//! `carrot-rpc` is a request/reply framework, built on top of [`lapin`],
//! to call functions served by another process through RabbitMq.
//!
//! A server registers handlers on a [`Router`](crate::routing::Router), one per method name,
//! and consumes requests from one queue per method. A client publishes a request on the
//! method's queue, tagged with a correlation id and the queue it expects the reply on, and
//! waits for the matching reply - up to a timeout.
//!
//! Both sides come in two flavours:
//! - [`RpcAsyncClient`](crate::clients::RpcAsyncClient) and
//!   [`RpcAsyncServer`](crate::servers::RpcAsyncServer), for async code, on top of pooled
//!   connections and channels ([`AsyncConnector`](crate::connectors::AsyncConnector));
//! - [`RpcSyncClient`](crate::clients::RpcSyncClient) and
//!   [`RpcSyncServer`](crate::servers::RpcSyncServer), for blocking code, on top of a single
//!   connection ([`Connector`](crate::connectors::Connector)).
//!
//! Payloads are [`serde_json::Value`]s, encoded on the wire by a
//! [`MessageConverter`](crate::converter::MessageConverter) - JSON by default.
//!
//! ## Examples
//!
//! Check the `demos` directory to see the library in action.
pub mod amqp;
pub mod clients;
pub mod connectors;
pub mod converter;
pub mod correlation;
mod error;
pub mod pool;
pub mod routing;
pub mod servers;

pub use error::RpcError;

* * *

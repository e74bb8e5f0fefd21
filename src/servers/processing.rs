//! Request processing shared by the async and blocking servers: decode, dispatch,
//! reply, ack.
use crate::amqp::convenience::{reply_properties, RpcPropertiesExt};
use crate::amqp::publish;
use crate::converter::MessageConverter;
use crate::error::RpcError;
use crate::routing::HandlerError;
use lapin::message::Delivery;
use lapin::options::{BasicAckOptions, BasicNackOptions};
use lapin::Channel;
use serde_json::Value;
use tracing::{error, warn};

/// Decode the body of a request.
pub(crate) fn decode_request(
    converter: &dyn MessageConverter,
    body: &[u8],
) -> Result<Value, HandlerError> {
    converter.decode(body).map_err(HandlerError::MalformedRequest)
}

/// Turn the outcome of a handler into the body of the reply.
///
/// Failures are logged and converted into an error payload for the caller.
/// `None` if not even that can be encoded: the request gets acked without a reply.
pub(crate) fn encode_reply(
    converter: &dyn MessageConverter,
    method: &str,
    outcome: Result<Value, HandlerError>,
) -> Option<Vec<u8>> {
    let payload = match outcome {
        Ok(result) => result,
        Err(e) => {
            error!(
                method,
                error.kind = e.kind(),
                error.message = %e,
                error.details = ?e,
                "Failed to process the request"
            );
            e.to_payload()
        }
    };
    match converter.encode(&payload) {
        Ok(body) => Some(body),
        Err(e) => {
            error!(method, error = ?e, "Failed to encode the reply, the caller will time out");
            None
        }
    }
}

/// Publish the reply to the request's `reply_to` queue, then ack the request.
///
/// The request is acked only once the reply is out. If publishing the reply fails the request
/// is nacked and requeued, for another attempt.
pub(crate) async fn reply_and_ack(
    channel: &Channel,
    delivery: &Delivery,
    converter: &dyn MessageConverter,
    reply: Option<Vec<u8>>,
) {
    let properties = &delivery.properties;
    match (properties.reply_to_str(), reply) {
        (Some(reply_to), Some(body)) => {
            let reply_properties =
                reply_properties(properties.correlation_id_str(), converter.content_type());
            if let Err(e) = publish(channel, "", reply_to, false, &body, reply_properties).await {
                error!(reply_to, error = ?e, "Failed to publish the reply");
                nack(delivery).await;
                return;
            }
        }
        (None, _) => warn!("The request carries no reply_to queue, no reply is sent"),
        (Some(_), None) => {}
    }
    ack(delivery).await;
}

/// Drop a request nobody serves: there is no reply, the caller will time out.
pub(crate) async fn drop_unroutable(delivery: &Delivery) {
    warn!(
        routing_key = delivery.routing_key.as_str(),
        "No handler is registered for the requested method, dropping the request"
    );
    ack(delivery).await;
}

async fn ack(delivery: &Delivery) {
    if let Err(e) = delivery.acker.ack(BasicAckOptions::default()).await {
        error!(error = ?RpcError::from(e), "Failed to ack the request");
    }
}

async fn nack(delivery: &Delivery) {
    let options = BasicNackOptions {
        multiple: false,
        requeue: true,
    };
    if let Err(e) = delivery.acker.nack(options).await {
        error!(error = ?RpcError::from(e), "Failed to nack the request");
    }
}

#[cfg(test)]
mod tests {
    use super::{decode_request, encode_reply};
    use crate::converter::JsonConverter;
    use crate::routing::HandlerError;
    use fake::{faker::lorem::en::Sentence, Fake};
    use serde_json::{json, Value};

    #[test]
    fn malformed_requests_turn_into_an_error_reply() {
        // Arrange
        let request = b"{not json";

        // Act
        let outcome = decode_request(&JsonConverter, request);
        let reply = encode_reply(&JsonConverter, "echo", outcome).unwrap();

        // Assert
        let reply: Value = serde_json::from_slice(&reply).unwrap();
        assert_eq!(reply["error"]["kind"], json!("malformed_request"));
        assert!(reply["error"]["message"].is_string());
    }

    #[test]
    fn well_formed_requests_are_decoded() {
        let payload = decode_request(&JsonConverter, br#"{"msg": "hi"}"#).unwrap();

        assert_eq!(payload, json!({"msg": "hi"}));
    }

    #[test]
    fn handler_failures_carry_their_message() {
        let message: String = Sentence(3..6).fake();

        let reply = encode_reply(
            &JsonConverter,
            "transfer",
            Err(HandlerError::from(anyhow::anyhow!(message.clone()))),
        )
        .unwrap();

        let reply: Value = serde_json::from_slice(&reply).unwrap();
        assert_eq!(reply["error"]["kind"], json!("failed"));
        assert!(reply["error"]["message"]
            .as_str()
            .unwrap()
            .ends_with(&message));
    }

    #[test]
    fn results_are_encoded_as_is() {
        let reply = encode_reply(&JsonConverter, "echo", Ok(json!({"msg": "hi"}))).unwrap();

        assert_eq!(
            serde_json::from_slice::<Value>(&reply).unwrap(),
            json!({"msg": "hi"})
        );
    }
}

EXERCISE AIM
Where the listing above has a line with "is a request/reply", start there, and output every line exactly through the line with "pub use error::RpcError;", which is also included.

SOLVED EXERCISE
//! `carrot-rpc` is a request/reply framework, built on top of [`lapin`],
//! to call functions served by another process through RabbitMq.
//!
//! A server registers handlers on a [`Router`](crate::routing::Router), one per method name,
//! and consumes requests from one queue per method. A client publishes a request on the
//! method's queue, tagged with a correlation id and the queue it expects the reply on, and
//! waits for the matching reply - up to a timeout.
//!
//! Both sides come in two flavours:
//! - [`RpcAsyncClient`](crate::clients::RpcAsyncClient) and
//!   [`RpcAsyncServer`](crate::servers::RpcAsyncServer), for async code, on top of pooled
//!   connections and channels ([`AsyncConnector`](crate::connectors::AsyncConnector));
//! - [`RpcSyncClient`](crate::clients::RpcSyncClient) and
//!   [`RpcSyncServer`](crate::servers::RpcSyncServer), for blocking code, on top of a single
//!   connection ([`Connector`](crate::connectors::Connector)).
//!
//! Payloads are [`serde_json::Value`]s, encoded on the wire by a
//! [`MessageConverter`](crate::converter::MessageConverter) - JSON by default.
//!
//! ## Examples
//!
//! Check the `demos` directory to see the library in action.
pub mod amqp;
pub mod clients;
pub mod connectors;
pub mod converter;
pub mod correlation;
mod error;
pub mod pool;
pub mod routing;
pub mod servers;

pub use error::RpcError;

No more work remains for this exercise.